Christians superimpose their morality on ethics, law, and other moral areas, such as pretending they speak about murder when referencing “thou shalt not kill.” Yet the law diversely defines murder by degrees and intent because a single commandment cannot adequately judge the wrongdoing, i.e., first-degree murder, second-degree murder, etc. This is part of the deception because the Christian sin they correlate with crimes may sound the same, but only in the most superficial ways. Christian purity crystalizes the problem.
Most people don’t have a problem with premarital sex (including most Christians), and many people don’t see their choice of sexual partners as fraught with moral implications. Most Christians view same-sex relationships, premarital sex, and method of sex through the lens of sin, and (regardless of their ability to apply these views) they push this morality on everyone: evidenced by their opposition to gay marriage, sex education, etc. Declaring “Temptation and sin are a part of the human experience, and everyone struggles with these issues, not just Christians!” is an outright lie or unknowing complicity in the deception since the claim is false.
Understanding the Christian fraud spirals you deeper into absurdity and lies when claiming, “God has provided a way for believers to overcome temptation and sin through Jesus Christ.” Christianity had thousands of years to prove itself a practical method of making people “positive” moral agents and failed miserably. For example, Christians have done nothing to improve poverty yet pat themselves on the back when they hand out Bibles and tell the poor about the sin of contraception. What has helped solve poverty were social programs, readily seen in the approximate 20% rate’s “rapid decline after 1964 with the launch of major War on Poverty programs” that led to a leveling of about 11 to 15%. (Programs not supported by most Christians today.)

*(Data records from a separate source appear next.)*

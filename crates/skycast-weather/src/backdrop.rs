//! Map a condition label and the local hour to a decorative backdrop key.

use serde::{Deserialize, Serialize};

/// Asset key used when a condition has no dedicated backdrop.
pub const DEFAULT_ASSET: &str = "default";

/// Time-of-day bucket from the local wall-clock hour.
#[derive(Debug, Clone, Copy, PartialEq, Eq, Serialize, Deserialize)]
#[serde(rename_all = "lowercase")]
pub enum TimeOfDay {
    Morning,
    Noon,
    Evening,
    Night,
}

impl TimeOfDay {
    /// Bucket a 24-hour local hour. Pure function of the wall clock,
    /// no calendar dependency; the four buckets partition 0..24.
    pub fn from_hour(hour: u32) -> Self {
        match hour {
            5..=11 => Self::Morning,
            12..=16 => Self::Noon,
            17..=19 => Self::Evening,
            _ => Self::Night,
        }
    }

    pub fn key(&self) -> &'static str {
        match self {
            Self::Morning => "morning",
            Self::Noon => "noon",
            Self::Evening => "evening",
            Self::Night => "night",
        }
    }
}

/// Condition bucket for backdrop selection.
#[derive(Debug, Clone, Copy, PartialEq, Eq, Serialize, Deserialize)]
#[serde(rename_all = "lowercase")]
pub enum ConditionBucket {
    Rain,
    Clouds,
    Clear,
    Snow,
    Storm,
    Fog,
    Default,
}

/// Priority-ordered substring table; first match on the lowercased label
/// wins, so "rain" beats "cloud" beats "clear" when several apply.
const BUCKET_TABLE: &[(&str, ConditionBucket)] = &[
    ("rain", ConditionBucket::Rain),
    ("cloud", ConditionBucket::Clouds),
    ("clear", ConditionBucket::Clear),
    ("snow", ConditionBucket::Snow),
    ("thunderstorm", ConditionBucket::Storm),
    ("mist", ConditionBucket::Fog),
    ("fog", ConditionBucket::Fog),
    ("haze", ConditionBucket::Fog),
];

impl ConditionBucket {
    pub fn from_label(label: &str) -> Self {
        let label = label.to_lowercase();
        BUCKET_TABLE
            .iter()
            .find(|(needle, _)| label.contains(needle))
            .map(|(_, bucket)| *bucket)
            .unwrap_or(Self::Default)
    }

    pub fn key(&self) -> &'static str {
        match self {
            Self::Rain => "rain",
            Self::Clouds => "clouds",
            Self::Clear => "clear",
            Self::Snow => "snow",
            Self::Storm => "storm",
            Self::Fog => "fog",
            Self::Default => DEFAULT_ASSET,
        }
    }
}

/// A (condition-bucket, time-of-day) pair the presentation layer resolves
/// to a background asset.
#[derive(Debug, Clone, Copy, PartialEq, Eq, Serialize, Deserialize)]
pub struct BackdropKey {
    pub condition: ConditionBucket,
    pub time: TimeOfDay,
}

impl BackdropKey {
    pub fn classify(label: &str, local_hour: u32) -> Self {
        Self {
            condition: ConditionBucket::from_label(label),
            time: TimeOfDay::from_hour(local_hour),
        }
    }

    /// Asset name for this key, e.g. `"rain_morning"`. Unrecognized
    /// conditions resolve to the generic asset regardless of time bucket.
    pub fn asset_name(&self) -> String {
        if self.condition == ConditionBucket::Default {
            return DEFAULT_ASSET.to_string();
        }
        format!("{}_{}", self.condition.key(), self.time.key())
    }
}

#[cfg(test)]
mod tests {
    use super::*;

    #[test]
    fn test_time_of_day_partitions_all_hours() {
        for hour in 0..24 {
            let bucket = TimeOfDay::from_hour(hour);
            let expected = match hour {
                5..=11 => TimeOfDay::Morning,
                12..=16 => TimeOfDay::Noon,
                17..=19 => TimeOfDay::Evening,
                _ => TimeOfDay::Night,
            };
            assert_eq!(bucket, expected, "hour {}", hour);
        }
    }

    #[test]
    fn test_time_of_day_boundaries() {
        assert_eq!(TimeOfDay::from_hour(4), TimeOfDay::Night);
        assert_eq!(TimeOfDay::from_hour(5), TimeOfDay::Morning);
        assert_eq!(TimeOfDay::from_hour(12), TimeOfDay::Noon);
        assert_eq!(TimeOfDay::from_hour(17), TimeOfDay::Evening);
        assert_eq!(TimeOfDay::from_hour(20), TimeOfDay::Night);
        assert_eq!(TimeOfDay::from_hour(0), TimeOfDay::Night);
    }

    #[test]
    fn test_rain_wins_regardless_of_other_substrings() {
        assert_eq!(ConditionBucket::from_label("Rain"), ConditionBucket::Rain);
        assert_eq!(
            ConditionBucket::from_label("light RAIN"),
            ConditionBucket::Rain
        );
        // "rain" outranks every other needle in the table
        assert_eq!(
            ConditionBucket::from_label("rain and clear clouds"),
            ConditionBucket::Rain
        );
    }

    #[test]
    fn test_clouds_beats_clear() {
        assert_eq!(
            ConditionBucket::from_label("cloudy but clear later"),
            ConditionBucket::Clouds
        );
    }

    #[test]
    fn test_bucket_vocabulary() {
        assert_eq!(ConditionBucket::from_label("Clear"), ConditionBucket::Clear);
        assert_eq!(ConditionBucket::from_label("Snow"), ConditionBucket::Snow);
        assert_eq!(
            ConditionBucket::from_label("Thunderstorm"),
            ConditionBucket::Storm
        );
        assert_eq!(ConditionBucket::from_label("Mist"), ConditionBucket::Fog);
        assert_eq!(ConditionBucket::from_label("Fog"), ConditionBucket::Fog);
        assert_eq!(ConditionBucket::from_label("Haze"), ConditionBucket::Fog);
        assert_eq!(
            ConditionBucket::from_label("Drizzle"),
            ConditionBucket::Default
        );
    }

    #[test]
    fn test_thunderstorm_at_fourteen_is_storm_noon() {
        let key = BackdropKey::classify("Thunderstorm", 14);
        assert_eq!(key.condition, ConditionBucket::Storm);
        assert_eq!(key.time, TimeOfDay::Noon);
        assert_eq!(key.asset_name(), "storm_noon");
    }

    #[test]
    fn test_unknown_condition_uses_generic_asset() {
        let key = BackdropKey::classify("Sandstorm", 8);
        assert_eq!(key.asset_name(), DEFAULT_ASSET);
    }
}
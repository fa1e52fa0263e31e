//! Configuration error types.

use thiserror::Error;

/// Errors raised while loading, parsing, or saving the config file.
#[derive(Debug, Error)]
pub enum ConfigError {
    #[error("Config directory unavailable")]
    NoConfigDir,

    #[error("Failed to read config: {0}")]
    Io(#[from] std::io::Error),

    #[error("Config file is malformed: {0}")]
    Parse(#[from] toml::de::Error),

    #[error("Failed to serialize config: {0}")]
    Serialize(#[from] toml::ser::Error),

    #[error("Invalid configuration: {0}")]
    Invalid(String),
}

impl ConfigError {
    /// User-friendly message suitable for display.
    pub fn user_message(&self) -> &'static str {
        match self {
            ConfigError::NoConfigDir => "Could not locate a configuration directory.",
            ConfigError::Io(_) => "Could not read the configuration file.",
            ConfigError::Parse(_) => "Configuration file is malformed. Check your settings.",
            ConfigError::Serialize(_) => "Could not save the configuration file.",
            ConfigError::Invalid(_) => "Invalid configuration. Check your settings.",
        }
    }
}

#[cfg(test)]
mod tests {
    use super::*;

    #[test]
    fn test_user_messages_are_non_empty() {
        let errors = [
            ConfigError::NoConfigDir,
            ConfigError::Invalid("bad url".into()),
        ];
        for err in errors {
            assert!(!err.user_message().is_empty());
        }
    }

    #[test]
    fn test_io_error_conversion() {
        let io_err = std::io::Error::new(std::io::ErrorKind::NotFound, "missing");
        let err: ConfigError = io_err.into();
        assert!(matches!(err, ConfigError::Io(_)));
    }
}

Clearly, the Jesus solution does not work since handing out bibles and telling people to follow Jesus’ path has increased the risk of overpopulation and appears to make Christians oppose social programs. Brilliant! Still, the lie ever deepens because Christians claim, “Well, that’s not the fault of Christianity but the people who fail to follow it correctly.”
This is another lie!
Humans adopt anything that serves their desires or needs but ultimately what benefits them. If Christianity made life better, you would not need to make excuses for the religion. If Christianity solved problems, the reward would be obvious, or at least tangible, and most people would practice it without question. Yet across the globe, devout Christians living in poverty constitute some of the most obstinate of believers, begging the question, “Why do so many people continue believing in Christianity when it doesn’t work?”
Because Christianity is a lie.
Because believers have been defrauded of practical solutions.
Because Christians lie.
Note: Some emails are excerpts chosen from larger, rambling, incoherent Christian messages, and some have grammatical or spelling corrections to make the Christians comprehensible.
Christians, and adherents of any religion, spend a lifetime rejecting reality, when dealing with life honestly, applying the full force of evidence, is always the better way to overcome life's hardships. The irrational fears that religion creates and promotes, and then claims to cure, are largely swept away by the pure waters of reason and intellect, processing good evidence.
Religion is a mental aberration that cripples the powers of human intellect, no less surely than a strain of insanity.